**REQUIRED WORK**
Look for "filename" in the records and copy every line that has it.

**PROVIDED RECORDS**
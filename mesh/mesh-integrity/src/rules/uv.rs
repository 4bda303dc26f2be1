//! UV layout rules.

use std::collections::BTreeSet;

use mesh_types::Uv;

use super::ElementScan;
use crate::error::ProviderResult;
use crate::params::CheckParams;
use crate::provider::MeshHandle;

pub(super) fn missing_uvs(
    mesh: &MeshHandle<'_>,
    _params: &CheckParams,
) -> ProviderResult<ElementScan> {
    ElementScan::filter(mesh.polygon_count(), |face| {
        Ok(!mesh.polygon_has_uvs(face)?)
    })
}

pub(super) fn uv_range(
    mesh: &MeshHandle<'_>,
    params: &CheckParams,
) -> ProviderResult<ElementScan> {
    let uvs = mesh.mesh_all_uvs()?;
    // V is only bounded from below.
    Ok(scan_finite(&uvs, |uv| {
        uv.u < params.uv_u_min || uv.u > params.uv_u_max || uv.v < params.uv_v_min
    }))
}

pub(super) fn on_border(
    mesh: &MeshHandle<'_>,
    params: &CheckParams,
) -> ProviderResult<ElementScan> {
    let uvs = mesh.mesh_all_uvs()?;
    let near_integer = |value: f64| (value - value.round()).abs() < params.border_tolerance;
    Ok(scan_finite(&uvs, |uv| near_integer(uv.u) || near_integer(uv.v)))
}

/// Flag UVs matching `predicate`; non-finite UVs are skipped.
fn scan_finite(uvs: &[Uv], predicate: impl Fn(Uv) -> bool) -> ElementScan {
    let mut scan = ElementScan::default();
    for (id, &uv) in uvs.iter().enumerate() {
        if !uv.is_finite() {
            scan.skipped.push((id, format!("uv {id} is not finite, skipped")));
        } else if predicate(uv) {
            scan.flagged.push(id);
        }
    }
    scan
}

pub(super) fn cross_border(
    mesh: &MeshHandle<'_>,
    _params: &CheckParams,
) -> ProviderResult<ElementScan> {
    let mut scan = ElementScan::default();
    for face in 0..mesh.polygon_count() {
        if !mesh.polygon_has_uvs(face)? {
            let reason = format!("polygon {face} has no uvs, skipped");
            scan.skipped.push((face, reason));
            continue;
        }
        let coords = mesh.polygon_uv_coords(face)?;
        if !coords.iter().all(|uv| uv.is_finite()) {
            let reason = format!("polygon {face} has non-finite uvs, skipped");
            scan.skipped.push((face, reason));
        } else if spans_tiles(&coords) {
            scan.flagged.push(face);
        }
    }
    Ok(scan)
}

/// Whether the coordinates fall in more than one tile along U or along V.
fn spans_tiles(coords: &[Uv]) -> bool {
    let mut u_tiles = BTreeSet::new();
    let mut v_tiles = BTreeSet::new();
    for uv in coords {
        let (u, v) = uv.tile();
        u_tiles.insert(u);
        v_tiles.insert(v);
    }
    u_tiles.len() > 1 || v_tiles.len() > 1
}

pub(super) fn self_penetrating_uvs(
    mesh: &MeshHandle<'_>,
    _params: &CheckParams,
) -> ProviderResult<ElementScan> {
    let mut flagged = mesh.mesh_overlapping_faces()?;
    flagged.sort_unstable();
    flagged.dedup();
    Ok(ElementScan {
        flagged,
        skipped: Vec::new(),
    })
}
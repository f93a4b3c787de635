//! Compiled scene table
//!
//! Compiled once at startup by [`SceneTableBuilder`]; every lookup after
//! that is read-only. Scene modules stay unbuilt until a resolution asks for
//! them, then live for the lifetime of the table.

use std::collections::HashMap;

use tracing::trace;

use crate::config::SceneConfig;
use crate::error::{Result, SceneError};
use crate::module::{LazyScene, SceneLoader, SceneModule};
use crate::pattern::{PathParams, RoutePattern};
use crate::scene_id::SceneId;

/// A resolved route
#[derive(Debug, Clone, PartialEq, Eq)]
pub struct SceneMatch<'a> {
    /// Scene owning the route
    pub scene: SceneId,
    /// Logical key of the specific route (drives per-route behavior inside
    /// the scene, e.g. which tab to open)
    pub route_key: &'a str,
    /// Captured path parameters, in pattern order
    pub params: PathParams,
}

impl SceneMatch<'_> {
    /// Look up a captured parameter by name
    pub fn param(&self, name: &str) -> Option<&str> {
        self.params
            .iter()
            .find(|(k, _)| k == name)
            .map(|(_, v)| v.as_str())
    }
}

#[derive(Debug)]
struct SceneEntry {
    key: String,
    config: SceneConfig,
    module: LazyScene,
}

#[derive(Debug)]
struct Route {
    pattern: RoutePattern,
    scene: SceneId,
    route_key: String,
}

#[derive(Debug)]
struct Redirect {
    pattern: RoutePattern,
    target: String,
}

/// Compiled scene and route table
///
/// Routes are checked in registration order; the first match wins, so more
/// specific literal routes should be registered before parameterized ones
/// that would shadow them.
#[derive(Debug)]
pub struct SceneTable {
    scenes: Vec<SceneEntry>,
    ids: HashMap<String, SceneId>,
    routes: Vec<Route>,
    redirects: Vec<Redirect>,
}

impl SceneTable {
    /// Start building a table
    pub fn builder() -> SceneTableBuilder {
        SceneTableBuilder::default()
    }

    /// Resolve a path to its scene and route key
    pub fn resolve(&self, path: &str) -> Option<SceneMatch<'_>> {
        for route in &self.routes {
            if let Some(params) = route.pattern.match_path(path) {
                trace!(path, route_key = %route.route_key, "resolved scene route");
                return Some(SceneMatch {
                    scene: route.scene,
                    route_key: &route.route_key,
                    params,
                });
            }
        }
        None
    }

    /// Resolve a path to a redirect target, substituting captured parameters
    pub fn redirect(&self, path: &str) -> Option<String> {
        for redirect in &self.redirects {
            if let Some(params) = redirect.pattern.match_path(path) {
                trace!(path, target = %redirect.target, "resolved redirect");
                return Some(substitute(&redirect.target, &params));
            }
        }
        None
    }

    /// Look up a scene id by registration key
    pub fn scene_id(&self, key: &str) -> Option<SceneId> {
        self.ids.get(key).copied()
    }

    /// Get a scene module, building it on first access
    pub fn scene(&self, id: SceneId) -> Option<&dyn SceneModule> {
        self.scenes.get(id.index()).map(|entry| entry.module.get())
    }

    /// Get a scene's configuration
    pub fn config(&self, id: SceneId) -> Option<&SceneConfig> {
        self.scenes.get(id.index()).map(|entry| &entry.config)
    }

    /// Get a scene's registration key
    pub fn scene_key(&self, id: SceneId) -> Option<&str> {
        self.scenes.get(id.index()).map(|entry| entry.key.as_str())
    }

    /// Whether a scene module has been built yet
    pub fn is_loaded(&self, id: SceneId) -> bool {
        self.scenes
            .get(id.index())
            .is_some_and(|entry| entry.module.is_loaded())
    }

    /// Number of registered scenes
    pub fn scene_count(&self) -> usize {
        self.scenes.len()
    }

    /// Number of compiled routes
    pub fn route_count(&self) -> usize {
        self.routes.len()
    }

    /// Number of compiled redirects
    pub fn redirect_count(&self) -> usize {
        self.redirects.len()
    }
}

/// Substitute `:param` references in a redirect target
fn substitute(target: &str, params: &PathParams) -> String {
    let mut out = String::with_capacity(target.len());
    for (i, part) in target.split('/').enumerate() {
        if i > 0 {
            out.push('/');
        }
        match part.strip_prefix(':') {
            Some(name) => match params.iter().find(|(k, _)| k == name) {
                Some((_, value)) => out.push_str(value),
                None => out.push_str(part),
            },
            None => out.push_str(part),
        }
    }
    out
}

/// Builder for compiling scene tables
///
/// Registration order is preserved into match order. All validation happens
/// in [`SceneTableBuilder::build`], except duplicate scene keys which fail
/// eagerly at registration.
#[derive(Default)]
pub struct SceneTableBuilder {
    scenes: Vec<(String, SceneConfig, SceneLoader)>,
    ids: HashMap<String, SceneId>,
    routes: Vec<(String, String, String)>,
    redirects: Vec<(String, String)>,
}

impl SceneTableBuilder {
    /// Register a scene under a unique key
    pub fn register_scene(
        &mut self,
        key: impl Into<String>,
        config: SceneConfig,
        loader: SceneLoader,
    ) -> Result<SceneId> {
        let key = key.into();
        if self.ids.contains_key(&key) {
            return Err(SceneError::duplicate_scene(key));
        }

        let id = SceneId::new(self.scenes.len() as u16);
        self.ids.insert(key.clone(), id);
        self.scenes.push((key, config, loader));
        Ok(id)
    }

    /// Add a route from a pattern to a registered scene
    ///
    /// `route_key` is the logical name the scene sees for this route.
    /// Validation is deferred to `build`.
    pub fn add_route(
        &mut self,
        pattern: impl Into<String>,
        scene_key: impl Into<String>,
        route_key: impl Into<String>,
    ) -> &mut Self {
        self.routes
            .push((pattern.into(), scene_key.into(), route_key.into()));
        self
    }

    /// Add a redirect from a pattern to a target path
    ///
    /// The target may reference parameters captured by the pattern
    /// (`/legacy/:id` → `/experiments/:id`).
    pub fn add_redirect(&mut self, from: impl Into<String>, to: impl Into<String>) -> &mut Self {
        self.redirects.push((from.into(), to.into()));
        self
    }

    /// Compile the table
    ///
    /// # Errors
    ///
    /// Fails on invalid patterns, routes to unregistered scenes, duplicate
    /// route patterns, and redirect targets using parameters their pattern
    /// does not capture.
    pub fn build(self) -> Result<SceneTable> {
        let ids = self.ids;

        let scenes: Vec<SceneEntry> = self
            .scenes
            .into_iter()
            .map(|(key, config, loader)| SceneEntry {
                key,
                config,
                module: LazyScene::new(loader),
            })
            .collect();

        let mut routes: Vec<Route> = Vec::with_capacity(self.routes.len());
        for (pattern, scene_key, route_key) in self.routes {
            let compiled = RoutePattern::compile(&pattern)?;
            if routes.iter().any(|r| r.pattern.as_str() == compiled.as_str()) {
                return Err(SceneError::duplicate_route(pattern));
            }
            let scene = *ids
                .get(&scene_key)
                .ok_or_else(|| SceneError::unknown_scene(scene_key))?;
            routes.push(Route {
                pattern: compiled,
                scene,
                route_key,
            });
        }

        let mut redirects: Vec<Redirect> = Vec::with_capacity(self.redirects.len());
        for (from, target) in self.redirects {
            let pattern = RoutePattern::compile(&from)?;
            for part in target.split('/') {
                if let Some(param) = part.strip_prefix(':') {
                    if !pattern.param_names().any(|n| n == param) {
                        return Err(SceneError::UnboundRedirectParam {
                            target: target.clone(),
                            param: param.to_string(),
                        });
                    }
                }
            }
            redirects.push(Redirect { pattern, target });
        }

        Ok(SceneTable {
            scenes,
            ids,
            routes,
            redirects,
        })
    }
}
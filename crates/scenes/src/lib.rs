//! Lens Scenes - compiled scene and route table
//!
//! Products declare their scenes, routes, and redirects once; the host router
//! compiles them into a `SceneTable` at startup and resolves paths against it.
//!
//! # Design
//!
//! Everything dynamic about the original registry pattern (lookup by string
//! key, import-on-demand) becomes static here:
//!
//! - Routes are an explicit table of (pattern, scene, route key) rows,
//!   validated at compile time by [`SceneTableBuilder::build`].
//! - Scene modules are built through typed loader functions, deferred until
//!   the first route resolution that needs them, then cached.
//! - Redirects are patterns too, with `:param` substitution into the target.
//!
//! # Example
//!
//! ```
//! use lens_scenes::{SceneConfig, SceneModule, SceneTable};
//!
//! struct Dashboard;
//! impl SceneModule for Dashboard {
//!     fn name(&self) -> &str {
//!         "Dashboard"
//!     }
//! }
//!
//! let mut builder = SceneTable::builder();
//! let id = builder
//!     .register_scene("Dashboard", SceneConfig::new("Dashboard"), || Box::new(Dashboard))
//!     .unwrap();
//! builder.add_route("/dashboard/:id", "Dashboard", "dashboard");
//! let table = builder.build().unwrap();
//!
//! let m = table.resolve("/dashboard/42").unwrap();
//! assert_eq!(m.scene, id);
//! assert_eq!(m.params, vec![("id".to_string(), "42".to_string())]);
//! ```

mod config;
mod error;
mod module;
mod pattern;
mod scene_id;
mod table;


pub use config::{SceneConfig, SceneLayout};
pub use error::{Result, SceneError};
pub use module::{SceneLoader, SceneModule};
pub use pattern::{PathParams, RoutePattern};
pub use scene_id::SceneId;
pub use table::{SceneMatch, SceneTable, SceneTableBuilder};
//! Tests for the experiment scene set

use lens_scenes::SceneLayout;

use crate::scenes::{self, SCENE_EXPERIMENT, SCENE_EXPERIMENTS, urls};

#[test]
fn test_table_compiles() {
    let table = scenes::scene_table().unwrap();
    assert_eq!(table.scene_count(), 3);
    assert_eq!(table.route_count(), 4);
    assert_eq!(table.redirect_count(), 2);
}

#[test]
fn test_list_route() {
    let table = scenes::scene_table().unwrap();
    let m = table.resolve(&urls::experiments()).unwrap();

    assert_eq!(m.route_key, "experiments");
    assert_eq!(table.scene_key(m.scene), Some(SCENE_EXPERIMENTS));
}

#[test]
fn test_detail_route_captures_id() {
    let table = scenes::scene_table().unwrap();
    let m = table.resolve(&urls::experiment("42")).unwrap();

    assert_eq!(m.route_key, "experiment");
    assert_eq!(m.param("id"), Some("42"));
    assert_eq!(table.scene_key(m.scene), Some(SCENE_EXPERIMENT));
}

#[test]
fn test_new_route_shadows_detail() {
    let table = scenes::scene_table().unwrap();
    let m = table.resolve(&urls::experiment_new()).unwrap();
    assert_eq!(m.route_key, "experimentNew");
}

#[test]
fn test_metric_route() {
    let table = scenes::scene_table().unwrap();
    let m = table.resolve(&urls::experiment_metric("42", 1)).unwrap();

    assert_eq!(m.route_key, "experimentMetric");
    assert_eq!(m.param("id"), Some("42"));
    assert_eq!(m.param("metric"), Some("1"));
}

#[test]
fn test_legacy_redirects() {
    let table = scenes::scene_table().unwrap();

    assert_eq!(table.redirect("/ab-testing").as_deref(), Some("/experiments"));
    assert_eq!(
        table.redirect("/ab-testing/7").as_deref(),
        Some("/experiments/7")
    );
}

#[test]
fn test_scene_configs() {
    let table = scenes::scene_table().unwrap();

    let list = table.scene_id(SCENE_EXPERIMENTS).unwrap();
    let detail = table.scene_id(SCENE_EXPERIMENT).unwrap();

    assert_eq!(table.config(list).unwrap().layout, SceneLayout::Plain);
    assert_eq!(table.config(detail).unwrap().layout, SceneLayout::AppContainer);
    assert_eq!(
        table.config(detail).unwrap().activity_scope.as_deref(),
        Some("Experiment")
    );
}

#[test]
fn test_modules_build_lazily() {
    let table = scenes::scene_table().unwrap();
    let id = table.scene_id(SCENE_EXPERIMENTS).unwrap();

    assert!(!table.is_loaded(id));
    assert_eq!(table.scene(id).unwrap().name(), "Experiments");
    assert!(table.is_loaded(id));
}

#[test]
fn test_url_builders() {
    assert_eq!(urls::experiments(), "/experiments");
    assert_eq!(urls::experiment("7"), "/experiments/7");
    assert_eq!(urls::experiment_new(), "/experiments/new");
    assert_eq!(urls::experiment_metric("7", 0), "/experiments/7/metrics/0");
}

**YOUR SOLUTION**
filename mesh/mesh-integrity/src/rules/uv.rs
filename crates/scenes/src/lib.rs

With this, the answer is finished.